Il explique le fonctionnement du " net send " et soutient que le moyen de preuve utilisé est illicite car les messages dont s'agit sont des communications entre salariés ; que les " net send " sont assimilables à des " e mail " et que l'employeur ne pouvait procéder à leur consultation et à leur impression.
Il soutient également que le constat d'huissier versé aux débats est dénué de valeur probante dans la mesure où les fichiers ont pu être déplacés, ou modifiés, ou manipulés ; Que d'ailleurs des fichiers ont bien été manipulés et que le nombre de messages a été volontairement gonflé ; qu'il existe de nombreux doublons ;
Que par ailleurs certains fichiers édités ne proviennent pas des ordinateurs des salariés licenciés mais ont été édités à partir de l'administration du réseau et qu'ils ont été obligatoirement manipulés avant l'arrivée de l'huissier ;
Qu'en tout état de cause, l'utilisation des " net send " n'est pas fautive ; que tous les collaborateurs de l'entreprise utilisaient ce moyen de communication ;
Que cette utilisation ne présente aucun caractère dangereux ;
Que le contenu des messages ne permet pas qu'une sanction lui soit infligée ; qu'il ressortit à son droit à la liberté d'expression.
MOTIFS DE LA DÉCISION
Sur le licenciement
La lettre de licenciement adressée au salarié qui fixe les limites du litige, lie les parties et le juge qui ne peut examiner d'autres griefs que ceux énoncés dans celle-ci, est ainsi libellée :
".... Nous avons découvert que vous avez utilisé, en le détournant, le réseau informatique de l'entreprise destiné normalement à stocker les messages systèmes pour les analyses de dysfonctionnement de la machine et ceci à des fins personnelles.

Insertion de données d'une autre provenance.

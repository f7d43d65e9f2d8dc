//! Diagnostic ID constants.
//!
//! Use these instead of string literals to get compile-time typo detection
//! and IDE autocomplete. IDs are grouped by pipeline stage:
//! `TF1xxx` scan/decode/repair, `TF2xxx` parse/validate,
//! `TF3xxx` normalize/sanitize.

/// Opening `tool_call` marker has no closing fence.
pub const UNTERMINATED_BLOCK: &str = "TF1001";

/// Block interior was double-encoded and has been unescaped.
pub const DOUBLE_ENCODING_REVERSED: &str = "TF1101";

/// The whole reply was a JSON string literal and has been decoded.
pub const DOCUMENT_UNWRAPPED: &str = "TF1102";

/// Literal line breaks inside string values were escaped.
pub const LINE_BREAKS_ESCAPED: &str = "TF1201";

/// Block contained no payload.
pub const EMPTY_BLOCK: &str = "TF2001";

/// Payload could not be deserialized.
pub const PARSE_FAILURE: &str = "TF2002";

/// Payload deserialized to something other than an object.
pub const NOT_AN_OBJECT: &str = "TF2003";

/// Mandatory `action` field is absent, empty, or not a string.
pub const MISSING_ACTION: &str = "TF2101";

/// A field the profile requires for this action is absent.
pub const MISSING_REQUIRED_FIELD: &str = "TF2102";

/// Action synonym folded onto its canonical name.
pub const ACTION_FOLDED: &str = "TF3001";

/// Nested value serialized into a string.
pub const VALUE_COERCED: &str = "TF3002";

/// Field holding `null` was removed.
pub const NULL_FIELD_DROPPED: &str = "TF3003";

/// Absolute path rewritten to a project-relative path.
pub const PATH_REWRITTEN: &str = "TF3101";

/// Every known diagnostic code, in ID order.
pub const ALL: &[&str] = &[
    UNTERMINATED_BLOCK,
    DOUBLE_ENCODING_REVERSED,
    DOCUMENT_UNWRAPPED,
    LINE_BREAKS_ESCAPED,
    EMPTY_BLOCK,
    PARSE_FAILURE,
    NOT_AN_OBJECT,
    MISSING_ACTION,
    MISSING_REQUIRED_FIELD,
    ACTION_FOLDED,
    VALUE_COERCED,
    NULL_FIELD_DROPPED,
    PATH_REWRITTEN,
];
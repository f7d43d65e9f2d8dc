//! `{{identifier}}` placeholder handling for templated commands.
//!
//! Identifiers match `[A-Za-z_][A-Za-z0-9_]*`; spaces just inside the braces
//! are tolerated (`{{ code }}`). Anything else between double braces is left
//! as literal text.
//!
//! Library surface only: the extraction pipeline never substitutes
//! placeholders. Callers that keep templated commands (for example a
//! `{{code}}` body filled in after extraction) use these helpers directly.

use std::collections::{BTreeMap, BTreeSet};
use std::ops::Range;
use thiserror::Error;

/// Errors from [`require`].
#[derive(Debug, Clone, PartialEq, Eq, Error)]
pub enum TemplateError {
    /// A mandatory placeholder does not occur in the template.
    #[error("template is missing required placeholder '{{{{{0}}}}}'")]
    MissingPlaceholder(String),
}

fn is_ident(s: &str) -> bool {
    let mut chars = s.chars();
    chars
        .next()
        .is_some_and(|c| c.is_ascii_alphabetic() || c == '_')
        && chars.all(|c| c.is_ascii_alphanumeric() || c == '_')
}

/// Every placeholder occurrence as (byte range of the whole `{{..}}`, identifier).
fn occurrences(template: &str) -> Vec<(Range<usize>, &str)> {
    let mut out = Vec::new();
    let mut pos = 0usize;
    while let Some(rel) = template[pos..].find("{{") {
        let open = pos + rel;
        let inner_start = open + 2;
        let Some(close_rel) = template[inner_start..].find("}}") else {
            break;
        };
        let close = inner_start + close_rel;
        let ident = template[inner_start..close].trim_matches(' ');
        if is_ident(ident) {
            out.push((open..close + 2, ident));
            pos = close + 2;
        } else {
            // Not a placeholder; a later `{{` may still start one.
            pos = open + 1;
        }
    }
    out
}

/// Distinct placeholder identifiers used by `template`.
pub fn placeholders(template: &str) -> BTreeSet<String> {
    occurrences(template)
        .into_iter()
        .map(|(_, ident)| ident.to_string())
        .collect()
}

/// Substitute known placeholders; unknown ones are kept verbatim.
pub fn render(template: &str, values: &BTreeMap<String, String>) -> String {
    let mut out = String::with_capacity(template.len());
    let mut pos = 0usize;
    for (range, ident) in occurrences(template) {
        let Some(value) = values.get(ident) else {
            continue;
        };
        out.push_str(&template[pos..range.start]);
        out.push_str(value);
        pos = range.end;
    }
    out.push_str(&template[pos..]);
    out
}

/// Check that every identifier in `required` appears in `template`.
pub fn require(template: &str, required: &[&str]) -> Result<(), TemplateError> {
    let present = placeholders(template);
    match required.iter().find(|r| !present.contains(**r)) {
        Some(missing) => Err(TemplateError::MissingPlaceholder((*missing).to_string())),
        None => Ok(()),
    }
}

#[cfg(test)]
mod tests {
    use super::*;

    #[test]
    fn lists_distinct_identifiers() {
        let set = placeholders("Explain {{code}} in {{ language }}; again {{code}}");
        assert_eq!(
            set.into_iter().collect::<Vec<_>>(),
            vec!["code".to_string(), "language".to_string()]
        );
    }

    #[test]
    fn ignores_non_identifiers() {
        assert!(placeholders("{{}} {{1abc}} {{a-b}} {single}").is_empty());
    }

    #[test]
    fn nested_opening_braces_still_match() {
        assert_eq!(
            placeholders("{{{{code}}").into_iter().collect::<Vec<_>>(),
            vec!["code".to_string()]
        );
    }

    #[test]
    fn render_substitutes_known_and_keeps_unknown() {
        let values = BTreeMap::from([("code".to_string(), "fn main() {}".to_string())]);
        let out = render("Review:\n{{code}}\nfor {{ lang }}", &values);
        assert_eq!(out, "Review:\nfn main() {}\nfor {{ lang }}");
    }

    #[test]
    fn render_does_not_rescan_substituted_text() {
        let values = BTreeMap::from([
            ("a".to_string(), "{{b}}".to_string()),
            ("b".to_string(), "x".to_string()),
        ]);
        assert_eq!(render("{{a}}", &values), "{{b}}");
    }

    #[test]
    fn require_reports_first_missing() {
        assert_eq!(require("use {{code}}", &["code"]), Ok(()));
        let err = require("no placeholders", &["code"]).unwrap_err();
        assert_eq!(err, TemplateError::MissingPlaceholder("code".into()));
        assert_eq!(
            err.to_string(),
            "template is missing required placeholder '{{code}}'"
        );
    }
}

Ce système n'est pas fait à cette fin et, ce faisant, vous détruisez systématiquement les messages systèmes avant que leur analyse soit possible.
Cette pratique est d'autant plus grave que la destruction des messages systèmes peut entraîner des dysfonctionnements sur tout le réseau informatique de l'entreprise, ce que vous ne pouviez ignorer.
Par ailleurs, l'utilisation détournée est effectuée pour communiquer des messages personnels, de manière abondante et permanente, et ceci pendant vos heures de travail.
Nous avons constaté également que les messages ont un caractère ordurier et insultant à l'égard de vos collègues, de votre hiérarchie, de l'entreprise et de la Direction.
Vous dénigrez systématiquement l'entreprise et la Direction, pendant vos heures de travail, notamment en détournant un système informatique qui n'est pas fait pour cela et en détruisant des messages systèmes utiles pour l'entreprise.
Votre intention de nuire à l'entreprise est également caractérisée par le fait que vous avez tenté systématiquement de faire partir les autres salariés de l'entreprise, notamment les nouveaux arrivants, en dénigrant systématiquement la direction et l'entreprise, notamment en mettant gravement en doute l'honnêteté de la Direction.
Un tel comportement qui caractérise la volonté de nuire à l'entreprise en suscitant des départs de salariés et en la dénigrant systématiquement en interne par tous moyens pour créer une ambiance de travail exécrable, rend impossible le maintien de votre contrat de travail et impose la rupture immédiate de celui-ci. ".
La faute lourde, comme la faute grave, est celle qui par sa nature rend impossible sans risque de compromettre les intérêts légitimes de l'employeur la continuation du contrat de travail même pendant la durée limitée du préavis ; elle suppose au surplus, l'intention de nuire du salarié.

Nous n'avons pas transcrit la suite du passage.